Instructions for the task:
Only the lines from the top of the data through the line containing "pub enum Source" should be duplicated, exactly as they appear.

━━━━━ Dataset content ━━━━━

//! End-to-end orchestration: pull, derive, link, validate and snapshot.
//!
//! Steps run sequentially. Each step reads its inputs from the warehouse or
//! from snapshots written by earlier steps and replaces its own snapshots.

use crate::error::{PipelineError, Result};
use crate::settings::Settings;
use crate::universe::{CrspUniverse, Universe};
use panelkit_data::french::{FrenchOptions, download_french_factors, load_french_csv};
use panelkit_data::fred::{FredClient, pull_macro};
use panelkit_data::{DateRange, UniquenessReport, Warehouse, check_forecast_uniqueness, wrds};
use panelkit_features::{
    AnnualFundamentals, DelistingAdjustment, Feature, FinancialRatios, QuarterlyFundamentals,
};
use panelkit_output::{Dataset, RunReport, SnapshotStore};
use polars::prelude::*;
use std::fmt;
use std::path::PathBuf;
use std::str::FromStr;
use tracing::{info, warn};

/// File name of the run report inside the output directory.
pub const RUN_REPORT_FILE: &str = "run_report.json";

/// Upstream sources the pipeline can pull.
#[derive(Debug, Clone, Copy, PartialEq, Eq, Hash)]
pub enum Source {
    /// CRSP monthly stock file with delisting-adjusted returns
    Crsp,
    /// CRSP monthly index file
    CrspIndex,
    /// Compustat annual fundamentals
    Compustat,
    /// Compustat quarterly fundamentals
    CompustatQuarterly,
    /// CRSP/Compustat link table
    Ccm,
    /// Fama-French monthly factors from WRDS
    FamaFrench,
    /// Ken French daily factors, downloaded or from a local CSV
    FrenchDaily,
    /// FRED macro series
    Fred,
    /// IBES forecasts, actuals and the IBES/CRSP link
    Ibes,
}

impl Source {
    /// Every source, in pull order.
    pub const ALL: [Self; 9] = [
        Self::Crsp,
        Self::CrspIndex,
        Self::Compustat,
        Self::CompustatQuarterly,
        Self::Ccm,
        Self::FamaFrench,
        Self::FrenchDaily,
        Self::Fred,
        Self::Ibes,
    ];

    /// Command-line name.
    pub const fn name(&self) -> &'static str {
        match self {
            Self::Crsp => "crsp",
            Self::CrspIndex => "crsp-index",
            Self::Compustat => "compustat",
            Self::CompustatQuarterly => "compustat-quarterly",
            Self::Ccm => "ccm",
            Self::FamaFrench => "ff",
            Self::FrenchDaily => "french",
            Self::Fred => "fred",
            Self::Ibes => "ibes",
        }
    }

    /// Snapshots written by a pull of this source.
    pub const fn datasets(&self) -> &'static [Dataset] {
        match self {
            Self::Crsp => &[Dataset::CrspMonthly],
            Self::CrspIndex => &[Dataset::CrspIndex],
            Self::Compustat => &[Dataset::CompustatAnnual],
            Self::CompustatQuarterly => &[Dataset::CompustatQuarterly],
            Self::Ccm => &[Dataset::CcmLink],
            Self::FamaFrench => &[Dataset::FamaFrench],
            Self::FrenchDaily => &[Dataset::FrenchDaily],
            Self::Fred => &[Dataset::Fred],
            Self::Ibes => &[Dataset::EpsForecast, Dataset::EpsActual, Dataset::CrspIbesLink],
        }
    }
}

impl fmt::Display for Source {
    fn fmt(&self, f: &mut fmt::Formatter<'_>) -> fmt::Result {
        f.write_str(self.name())
    }
}

impl FromStr for Source {
    type Err = PipelineError;

    fn from_str(s: &str) -> Result<Self> {
        let s = s.trim().to_ascii_lowercase().replace('_', "-");
        Self::ALL
            .into_iter()
            .find(|source| source.name() == s)
            .ok_or_else(|| PipelineError::Config(format!("unknown source: {}", s)))
    }
}

/// Research data pipeline over a warehouse.
#[derive(Debug)]
pub struct Pipeline<W: Warehouse> {
    warehouse: W,
    settings: Settings,
    universe: CrspUniverse,
    store: SnapshotStore,
    report: RunReport,
}

impl<W: Warehouse> Pipeline<W> {
    /// Pipeline writing snapshots to `settings.data_dir`.
    pub fn new(warehouse: W, settings: Settings) -> Self {
        let store = SnapshotStore::new(settings.data_dir.clone(), settings.format);
        let universe = settings.universe();
        Self {
            warehouse,
            settings,
            universe,
            store,
            report: RunReport::new(),
        }
    }

    /// Replace the CRSP universe.
    pub fn with_universe(mut self, universe: CrspUniverse) -> Self {
        self.universe = universe;
        self
    }

    /// Snapshot store.
    pub const fn store(&self) -> &SnapshotStore {
        &self.store
    }

    /// Run report so far.
    pub const fn report(&self) -> &RunReport {
        &self.report
    }

    /// Settings of the run.
    pub const fn settings(&self) -> &Settings {
        &self.settings
    }

    fn save(&mut self, step: &str, dataset: Dataset, mut df: DataFrame) -> Result<PathBuf> {
        let path = self.store.write(dataset, &mut df)?;
        self.report.record(step, dataset, df.height(), path.clone());
        Ok(path)
    }

    /// Pull `source` and write its snapshots.
    pub async fn pull(&mut self, source: Source) -> Result<Vec<PathBuf>> {
        let range = self.settings.range;
        let step = format!("pull {}", source);
        info!(source = %source, start = %range.start, end = %range.end, "pulling");

        let paths = match source {
            Source::Crsp => {
                let policy = self.settings.require_delisting_policy()?;
                info!(universe = %self.universe.name(), policy = %policy, "CRSP universe");
                let raw = wrds::pull_crsp_monthly(
                    &self.warehouse,
                    &range,
                    &self.universe.security_filter(),
                )?;
                let adjusted = DelistingAdjustment::new(policy).apply(raw)?;
                vec![self.save(&step, Dataset::CrspMonthly, adjusted)?]
            }
            Source::CrspIndex => {
                let df = wrds::pull_crsp_index(&self.warehouse, &range)?;
                vec![self.save(&step, Dataset::CrspIndex, df)?]
            }
            Source::Compustat => {
                let raw = wrds::pull_compustat_annual(&self.warehouse, &range)?;
                let df = AnnualFundamentals::default().apply(raw)?;
                vec![self.save(&step, Dataset::CompustatAnnual, df)?]
            }
            Source::CompustatQuarterly => {
                let raw = wrds::pull_compustat_quarterly(&self.warehouse, &range)?;
                let df = QuarterlyFundamentals.apply(raw)?;
                vec![self.save(&step, Dataset::CompustatQuarterly, df)?]
            }
            Source::Ccm => {
                let df = wrds::pull_ccm_link_table(&self.warehouse)?;
                vec![self.save(&step, Dataset::CcmLink, df)?]
            }
            Source::FamaFrench => {
                let df = wrds::pull_ff_factors_monthly(&self.warehouse)?;
                vec![self.save(&step, Dataset::FamaFrench, df)?]
            }
            Source::FrenchDaily => {
                let options = FrenchOptions {
                    layout: self.settings.french_layout,
                    as_decimal: true,
                    range: Some(range),
                };
                let local = self.settings.french_override();
                let df = if local.is_file() {
                    info!(path = %local.display(), "reading local factor file");
                    load_french_csv(&local, &options)?
                } else {
                    download_french_factors(self.settings.french_url(), &options).await?
                };
                vec![self.save(&step, Dataset::FrenchDaily, df)?]
            }
            Source::Fred => {
                let key = self.settings.fred_api_key.clone().ok_or_else(|| {
                    PipelineError::Config("FRED_API_KEY is not set".to_string())
                })?;
                let client = FredClient::new(key)?;
                let df = pull_macro(&client, &range).await?;
                vec![self.save(&step, Dataset::Fred, df)?]
            }
            Source::Ibes => self.pull_ibes(&step, &range)?,
        };
        Ok(paths)
    }

    /// Forecasts, actuals and the link are pulled independently. Each one is
    /// written as soon as it succeeds; failures are reported and the step
    /// only fails when nothing could be written.
    fn pull_ibes(&mut self, step: &str, range: &DateRange) -> Result<Vec<PathBuf>> {
        let pulls = [
            (Dataset::EpsForecast, wrds::pull_eps_forecast(&self.warehouse, range)),
            (Dataset::EpsActual, wrds::pull_eps_actual(&self.warehouse, range)),
            (Dataset::CrspIbesLink, wrds::pull_crsp_ibes_link(&self.warehouse)),
        ];

        let mut paths = Vec::with_capacity(pulls.len());
        let mut first_error = None;
        for (dataset, pulled) in pulls {
            match pulled {
                Ok(df) => {
                    if dataset == Dataset::EpsForecast {
                        self.note_uniqueness(&check_forecast_uniqueness(&df)?);
                    }
                    paths.push(self.save(step, dataset, df)?);
                }
                Err(e) => {
                    warn!(dataset = %dataset, error = %e, "IBES pull failed");
                    self.report.warn(format!("{} not written: {}", dataset, e));
                    if first_error.is_none() {
                        first_error = Some(e);
                    }
                }
            }
        }

        match first_error {
            Some(e) if paths.is_empty() => Err(e.into()),
            _ => Ok(paths),
        }
    }

    /// Compute financial ratios from the annual fundamentals snapshot.
    pub fn derive(&mut self) -> Result<PathBuf> {
        let compa = self.store.read(Dataset::CompustatAnnual)?;
        let ratios = FinancialRatios::default().apply(compa)?;
        self.save("derive", Dataset::FinancialRatios, ratios)
    }

    /// Link CRSP security-months to Compustat firms and IBES tickers.
    pub fn link(&mut self) -> Result<Vec<PathBuf>> {
        let crsp_m = self.store.read(Dataset::CrspMonthly)?;

        let ccm = self.store.read(Dataset::CcmLink)?;
        let comp_linked = panelkit_link::link_crsp_compustat(&crsp_m, &ccm)?;
        let comp_path = self.save("link", Dataset::CrspCompLinked, comp_linked)?;

        let iclink = self.store.read(Dataset::CrspIbesLink)?;
        let ibes_linked = panelkit_link::merge_crsp_ibes(&crsp_m, &iclink)?;
        let ibes_path = self.save("link", Dataset::CrspIbesLinked, ibes_linked)?;

        Ok(vec![comp_path, ibes_path])
    }

    /// Check the forecast snapshot for duplicate `(ticker, statpers)` keys.
    ///
    /// Duplicates are reported, never removed.
    pub fn validate(&mut self) -> Result<UniquenessReport> {
        let forecast = self.store.read(Dataset::EpsForecast)?;
        let report = check_forecast_uniqueness(&forecast)?;
        self.note_uniqueness(&report);
        Ok(report)
    }

    fn note_uniqueness(&mut self, report: &UniquenessReport) {
        if !report.is_unique() {
            self.report.warn(format!(
                "forecast keys not unique: {} of {} keys repeat, largest group has {} rows",
                report.duplicated_groups, report.groups, report.max_group_size
            ));
        }
    }

    /// Pull every available source, then derive, link and validate.
    ///
    /// FRED is skipped without an API key. Sources outside the warehouse
    /// (FRED and the French daily factors) do not abort the run: a failed
    /// download is logged and recorded as a report warning.
    pub async fn run_all(&mut self) -> Result<()> {
        for source in Source::ALL {
            match source {
                Source::Fred if self.settings.fred_api_key.is_none() => {
                    warn!("FRED_API_KEY not set, skipping FRED");
                }
                Source::Fred | Source::FrenchDaily => {
                    if let Err(e) = self.pull(source).await {
                        warn!(source = %source, error = %e, "download failed, continuing");
                        self.report.warn(format!("{} not pulled: {}", source, e));
                    }
                }
                _ => {
                    self.pull(source).await?;
                }
            }
        }
        self.derive()?;
        self.link()?;
        self.validate()?;
        Ok(())
    }

    /// Stamp the run report and write it to the output directory.
    pub fn finish(&mut self) -> Result<PathBuf> {
        self.report.finish();
        let path = self.settings.output_dir.join(RUN_REPORT_FILE);
        self.report.write(&path)?;
        info!(
            steps = self.report.steps.len(),
            rows = self.report.total_rows(),
            warnings = self.report.warnings.len(),
            path = %path.display(),
            "run complete"
        );
        Ok(path)
    }
}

━━━━━

Result for this task:
//! End-to-end orchestration: pull, derive, link, validate and snapshot.
//!
//! Steps run sequentially. Each step reads its inputs from the warehouse or
//! from snapshots written by earlier steps and replaces its own snapshots.

use crate::error::{PipelineError, Result};
use crate::settings::Settings;
use crate::universe::{CrspUniverse, Universe};
use panelkit_data::french::{FrenchOptions, download_french_factors, load_french_csv};
use panelkit_data::fred::{FredClient, pull_macro};
use panelkit_data::{DateRange, UniquenessReport, Warehouse, check_forecast_uniqueness, wrds};
use panelkit_features::{
    AnnualFundamentals, DelistingAdjustment, Feature, FinancialRatios, QuarterlyFundamentals,
};
use panelkit_output::{Dataset, RunReport, SnapshotStore};
use polars::prelude::*;
use std::fmt;
use std::path::PathBuf;
use std::str::FromStr;
use tracing::{info, warn};

/// File name of the run report inside the output directory.
pub const RUN_REPORT_FILE: &str = "run_report.json";

/// Upstream sources the pipeline can pull.
#[derive(Debug, Clone, Copy, PartialEq, Eq, Hash)]
pub enum Source {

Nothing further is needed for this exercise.